• **PROBLEM REQUIREMENTS**: Starting with the line containing "#[serde(flatten)]" and going on through the line containing "pub struct CreateCommentRequest", return the lines of the data below exactly, and only those.

┌────────

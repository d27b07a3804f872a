// SPDX-License-Identifier: AGPL-3.0-or-later
//
// Copyright (C) 2026 Relational Network

//! # API Data Models
//!
//! This module defines the request and response data structures used by
//! the REST API. All types derive `Serialize`, `Deserialize`, and `ToSchema`
//! for automatic JSON handling and OpenAPI documentation.
//!
//! ## Wallet Address Type
//!
//! The [`WalletAddress`] newtype wraps base58check-encoded wallet addresses.
//! It provides type safety and a format validity check.
//!
//! ## Model Categories
//!
//! - **Content**: asset-gated collections owned by a wallet
//! - **Posts / Comments**: entries inside a content collection (soft-deleted)
//! - **Media**: uploaded image metadata (blob bytes live in the object store)
//! - **Wallets**: registry of addresses that have logged in

use chrono::{DateTime, Utc};
use serde::{Deserialize, Serialize};
use utoipa::ToSchema;
use uuid::Uuid;

// =============================================================================
// Wallet Address Type
// =============================================================================

/// Base58check wallet address wrapper.
///
/// Provides type safety for wallet addresses throughout the API.
/// Format: base58check payload of 21 bytes (version byte + hash160).
///
/// # Example
///
/// ```rust,ignore
/// let addr = WalletAddress::from("1FBuCHMw5e5yTNKbf1eJq1bXZjoGaXeqwV");
/// assert!(addr.is_valid());
/// ```
#[derive(Debug, Clone, Serialize, Deserialize, ToSchema, PartialEq, Eq, PartialOrd, Ord, Hash)]
pub struct WalletAddress(pub String);

/// Version byte for pay-to-pubkey-hash addresses.
const VERSION_P2PKH: u8 = 0x00;
/// Version byte for pay-to-script-hash addresses.
const VERSION_P2SH: u8 = 0x05;

impl WalletAddress {
    /// Check that the address is well-formed base58check with a known
    /// version byte. The checksum is verified as part of decoding.
    pub fn is_valid(&self) -> bool {
        match bs58::decode(&self.0).with_check(None).into_vec() {
            Ok(payload) => {
                payload.len() == 21
                    && matches!(payload[0], VERSION_P2PKH | VERSION_P2SH)
            }
            Err(_) => false,
        }
    }

    pub fn as_str(&self) -> &str {
        &self.0
    }
}

impl std::fmt::Display for WalletAddress {
    fn fmt(&self, f: &mut std::fmt::Formatter<'_>) -> std::fmt::Result {
        write!(f, "{}", self.0)
    }
}

impl From<String> for WalletAddress {
    fn from(value: String) -> Self {
        WalletAddress(value)
    }
}

impl From<&str> for WalletAddress {
    fn from(value: &str) -> Self {
        WalletAddress(value.to_string())
    }
}

impl From<WalletAddress> for String {
    fn from(value: WalletAddress) -> Self {
        value.0
    }
}

// =============================================================================
// Asset Identifier Type
// =============================================================================

/// Opaque on-chain asset identifier (asset long-name, e.g. `LLAMAS.test1`).
///
/// A wallet holds zero or more assets; each content collection is gated by
/// exactly one asset.
#[derive(Debug, Clone, Serialize, Deserialize, ToSchema, PartialEq, Eq, PartialOrd, Ord, Hash)]
pub struct AssetId(pub String);

impl AssetId {
    pub fn as_str(&self) -> &str {
        &self.0
    }

    pub fn is_empty(&self) -> bool {
        self.0.is_empty()
    }
}

impl std::fmt::Display for AssetId {
    fn fmt(&self, f: &mut std::fmt::Formatter<'_>) -> std::fmt::Result {
        write!(f, "{}", self.0)
    }
}

impl From<String> for AssetId {
    fn from(value: String) -> Self {
        AssetId(value)
    }
}

impl From<&str> for AssetId {
    fn from(value: &str) -> Self {
        AssetId(value.to_string())
    }
}

// =============================================================================
// Content Models
// =============================================================================

/// An asset-gated content collection.
///
/// Reading or writing anything inside a collection requires the gating
/// `asset` to be present in the caller's capability token. The asset is
/// unique across all content records (first claim wins).
#[derive(Debug, Clone, Serialize, Deserialize, ToSchema, PartialEq, Eq)]
pub struct Content {
    /// Unique identifier for this collection.
    pub id: Uuid,
    /// The wallet that owns this collection.
    pub wallet_id: WalletAddress,
    /// The asset that gates access to this collection.
    pub asset: AssetId,
    /// Collection title.
    pub title: String,
    /// Collection description.
    pub description: String,
    /// Whether the collection is publicly listed.
    pub is_public: bool,
    /// When the collection was created.
    pub created_at: DateTime<Utc>,
}

/// Request to create a content collection.
///
/// Fields default to empty so that absent parameters surface as structured
/// validation errors rather than deserialization rejections.
#[derive(Debug, Clone, Serialize, Deserialize, ToSchema)]
pub struct CreateContentRequest {
    /// Collection title.
    #[serde(default)]
    pub title: String,
    /// Collection description.
    #[serde(default)]
    pub description: String,
    /// Whether the collection is publicly listed.
    #[serde(default)]
    pub is_public: bool,
    /// The asset that will gate the collection (must be held by the caller).
    #[serde(default)]
    pub asset: String,
}

/// Request to update a content collection.
#[derive(Debug, Clone, Serialize, Deserialize, ToSchema)]
pub struct UpdateContentRequest {
    /// Updated title.
    #[serde(default)]
    pub title: String,
    /// Updated description.
    #[serde(default)]
    pub description: String,
    /// Updated visibility.
    #[serde(default)]
    pub is_public: bool,
}

// =============================================================================
// Post Models
// =============================================================================

/// A post inside a content collection.
///
/// Posts are soft-deleted: `is_deleted` is flipped and the row is retained.
#[derive(Debug, Clone, Serialize, Deserialize, ToSchema, PartialEq, Eq)]
pub struct Post {
    /// Unique identifier for this post.
    pub id: Uuid,
    /// The collection this post belongs to.
    pub content_id: Uuid,
    /// The wallet that authored the post.
    pub wallet_id: WalletAddress,
    /// Post title.
    pub title: String,
    /// Post body text.
    pub text: String,
    /// Whether the post shows up in the public feed.
    pub is_public: bool,
    /// Soft-delete flag.
    pub is_deleted: bool,
    /// When the post was created.
    pub created_at: DateTime<Utc>,
}

/// Request to create a post.
#[derive(Debug, Clone, Serialize, Deserialize, ToSchema)]
pub struct CreatePostRequest {
    /// The collection to post into.
    #[serde(default)]
    pub content_id: String,
    /// Post title.
    #[serde(default)]
    pub title: String,
    /// Post body text.
    #[serde(default)]
    pub text: String,
    /// Whether the post shows up in the public feed.
    #[serde(default)]
    pub is_public: bool,
}

/// Request to update a post.
#[derive(Debug, Clone, Serialize, Deserialize, ToSchema)]
pub struct UpdatePostRequest {
    /// Updated title.
    #[serde(default)]
    pub title: String,
    /// Updated body text.
    #[serde(default)]
    pub text: String,
}

/// A post together with its comments, returned by the single-post endpoint.
#[derive(Debug, Clone, Serialize, ToSchema)]
pub struct PostWithComments {
    #[serde(flatten)]
    pub post: Post,
    /// Comments on the post, oldest first.
    pub comments: Vec<Comment>,
}

// =============================================================================
// Comment Models
// =============================================================================

/// A comment on a post. Soft-deleted like posts.
#[derive(Debug, Clone, Serialize, Deserialize, ToSchema, PartialEq, Eq)]
pub struct Comment {
    /// Unique identifier for this comment.
    pub id: Uuid,
    /// The post this comment is attached to.
    pub post_id: Uuid,
    /// The wallet that authored the comment.
    pub wallet_id: WalletAddress,
    /// Comment text.
    pub comment: String,
    /// Soft-delete flag.
    pub is_deleted: bool,
    /// When the comment was created.
    pub created_at: DateTime<Utc>,
}

/// Request to create a comment.
#[derive(Debug, Clone, Serialize, Deserialize, ToSchema)]
pub struct CreateCommentRequest {
    /// The post to comment on.
    #[serde(default)]
    pub post_id: String,
    /// Comment text.
    #[serde(default)]
    pub comment: String,
}

// =============================================================================
// Media Models
// =============================================================================

/// Metadata for an uploaded media object.
///
/// The blob bytes themselves are held by the object store under the key
/// `images/{id}`.
#[derive(Debug, Clone, Serialize, Deserialize, ToSchema, PartialEq, Eq)]
pub struct MediaRecord {
    /// Unique identifier for this media object.
    pub id: Uuid,
    /// The wallet that uploaded the object.
    pub wallet_id: WalletAddress,
    /// What the object is used for (currently always `post`).
    pub usage: String,
    /// MIME content type of the stored bytes.
    pub content_type: String,
    /// Size of the stored bytes.
    pub size_bytes: u64,
    /// Whether the object is publicly fetchable.
    pub is_public: bool,
    /// Soft-delete flag.
    pub is_deleted: bool,
    /// When the object was uploaded.
    pub created_at: DateTime<Utc>,
}

// =============================================================================
// Wallet Registry Models
// =============================================================================

/// A wallet known to the service (recorded at login).
#[derive(Debug, Clone, Serialize, Deserialize, ToSchema, PartialEq, Eq)]
pub struct WalletRecord {
    /// The wallet address.
    pub address: WalletAddress,
    /// First successful login.
    pub first_seen: DateTime<Utc>,
    /// Most recent successful login.
    pub last_login: DateTime<Utc>,
}

// =============================================================================
// Session Models
// =============================================================================

/// Login request carrying a signed-message ownership proof.
///
/// All fields are optional at the serde level so that missing parameters can
/// be reported with the structured `Missing params` error instead of a
/// deserialization rejection.
#[derive(Debug, Clone, Serialize, Deserialize, ToSchema)]
pub struct ValidateWalletRequest {
    /// The wallet address being proven.
    pub address: Option<String>,
    /// Base64 compact signature over `message`.
    pub signature: Option<String>,
    /// The message that was signed.
    pub message: Option<String>,
}

/// Successful login response.
#[derive(Debug, Clone, Serialize, Deserialize, ToSchema)]
pub struct SessionResponse {
    /// Capability token to present in the `Authorization` header.
    pub token: String,
    /// The authenticated address (echo of the request).
    pub address: WalletAddress,
}

#[cfg(test)]
mod tests {
    use super::*;

    #[test]
    fn wallet_address_from_and_into_string() {
        let from_str: WalletAddress = "abc".into();
        assert_eq!(from_str.0, "abc");

        let from_string: WalletAddress = String::from("def").into();
        assert_eq!(from_string.0, "def");

        let to_string: String = WalletAddress("ghi".into()).into();
        assert_eq!(to_string, "ghi");
    }

    #[test]
    fn valid_mainnet_addresses_pass() {
        assert!(WalletAddress::from("1FBuCHMw5e5yTNKbf1eJq1bXZjoGaXeqwV").is_valid());
        assert!(WalletAddress::from("14GRxZmNCLHo5Uknr2XYnGA61Hh9uMULXV").is_valid());
    }

    #[test]
    fn invalid_addresses_fail() {
        // Not base58check at all
        assert!(!WalletAddress::from("Fake123").is_valid());
        // Empty
        assert!(!WalletAddress::from("").is_valid());
        // Valid base58 but corrupted checksum (last char flipped)
        assert!(!WalletAddress::from("1FBuCHMw5e5yTNKbf1eJq1bXZjoGaXeqwW").is_valid());
    }

    #[test]
    fn asset_id_display_round_trips() {
        let asset = AssetId::from("LLAMAS.test1");
        assert_eq!(asset.to_string(), "LLAMAS.test1");
        assert!(!asset.is_empty());
        assert!(AssetId::from("").is_empty());
    }
}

└────────

• **RESULT OF THIS EXERCISE**:
    #[serde(flatten)]
    pub post: Post,
    /// Comments on the post, oldest first.
    pub comments: Vec<Comment>,
}

// =============================================================================
// Comment Models
// =============================================================================

/// A comment on a post. Soft-deleted like posts.
#[derive(Debug, Clone, Serialize, Deserialize, ToSchema, PartialEq, Eq)]
pub struct Comment {
    /// Unique identifier for this comment.
    pub id: Uuid,
    /// The post this comment is attached to.
    pub post_id: Uuid,
    /// The wallet that authored the comment.
    pub wallet_id: WalletAddress,
    /// Comment text.
    pub comment: String,
    /// Soft-delete flag.
    pub is_deleted: bool,
    /// When the comment was created.
    pub created_at: DateTime<Utc>,
}

/// Request to create a comment.
#[derive(Debug, Clone, Serialize, Deserialize, ToSchema)]
pub struct CreateCommentRequest {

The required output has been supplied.